InfluxData, a San Francisco-based company specializing in time series data analytics, announced it secured $81 million in funding on Wednesday. The raise consists of a closed $51 million Series E co-led by Princeville Capital and Citi Ventures as well a $30 million debt facility with Silicon Valley Bank. The Series E brings InfluxData’s equity funding to $171 million.
The company’s platform InfluxDB helps organizations identify trends based on time series data, or a sequence of data points indexed in order by their time stamps. Its tech lets customers quickly write data and make it available for query within milliseconds as well as ensure that data can be retained, according to InfluxData. More than 1,900 businesses like Tesla, Cisco and IBM use InfluxData to analyze real-time analytics, collect smart device metrics and monitor data in a centralized place.
“As the world becomes more instrumented, the number of devices, sensors and applications producing time series data is growing at an exponential rate,” Evan Kaplan, InfluxData’s CEO, told Built In via email. “To manage and, more importantly, effectively draw insights from these massive volumes of data, organizations need a purpose-built solution that enables them to easily collect, store and analyze time series data.”

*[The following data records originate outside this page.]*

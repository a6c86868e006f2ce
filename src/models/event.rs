use chrono::{DateTime, Utc};
use serde::{Deserialize, Serialize};

/// One row of the cursor-paginated event stream (joins, drops, alerts,
/// configuration changes). Ordering is server-determined and preserved
/// verbatim by the pager.
#[derive(Debug, Clone, Serialize, Deserialize)]
#[serde(rename_all = "camelCase")]
pub struct EventRecord {
    pub id: String,
    pub timestamp: DateTime<Utc>,
    pub device_id: Option<String>,
    pub kind: String,
    pub detail: Option<String>,
}
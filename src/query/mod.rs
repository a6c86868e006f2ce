pub mod cache;
pub mod client;
pub mod filter;
pub mod gating;
pub mod key;
pub mod pager;

pub use cache::{QueryCache, QueryState, QueryStatus};
pub use client::{Poller, QueryClient};
pub use filter::{BoundingBox, FilterSet};
pub use key::{QueryKey, QueryKind};
pub use pager::{EventPager, PageSource, Pager, PagerStatus};
use chrono::{DateTime, Utc};
use serde::{Deserialize, Serialize};

/// Summary row for a recording session, including the point-time bounds the
/// playback engine clamps against. Bounds are absent for empty sessions.
#[derive(Debug, Clone, Serialize, Deserialize)]
#[serde(rename_all = "camelCase")]
pub struct SessionSummary {
    pub id: String,
    pub device_id: String,
    pub started_at: DateTime<Utc>,
    pub ended_at: Option<DateTime<Utc>>,
    pub point_count: u64,
    pub first_point_ms: Option<i64>,
    pub last_point_ms: Option<i64>,
}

Equipped with its new capital, InfluxData plans to accelerate the development and rollout of a new database engine called InfluxDB IOx, adding capabilities to InfluxDB such as bulk data ingest and export and integrations with tools like Tableau and Microsoft Power BI. InfluxData will also launch cloud tiers for its solution as well as a new enterprise product.
“I’m excited to see how the time series data market will continue to accelerate and evolve. As the category matures, we’ll see even more sophisticated and advanced capabilities entering the market,” Kaplan said.
While expanding its tech, InfluxData will also grow its internal team across R&D and sales and marketing. Currently 165 people strong, the company expects to increase its headcount by 10 percent by the end of 2023.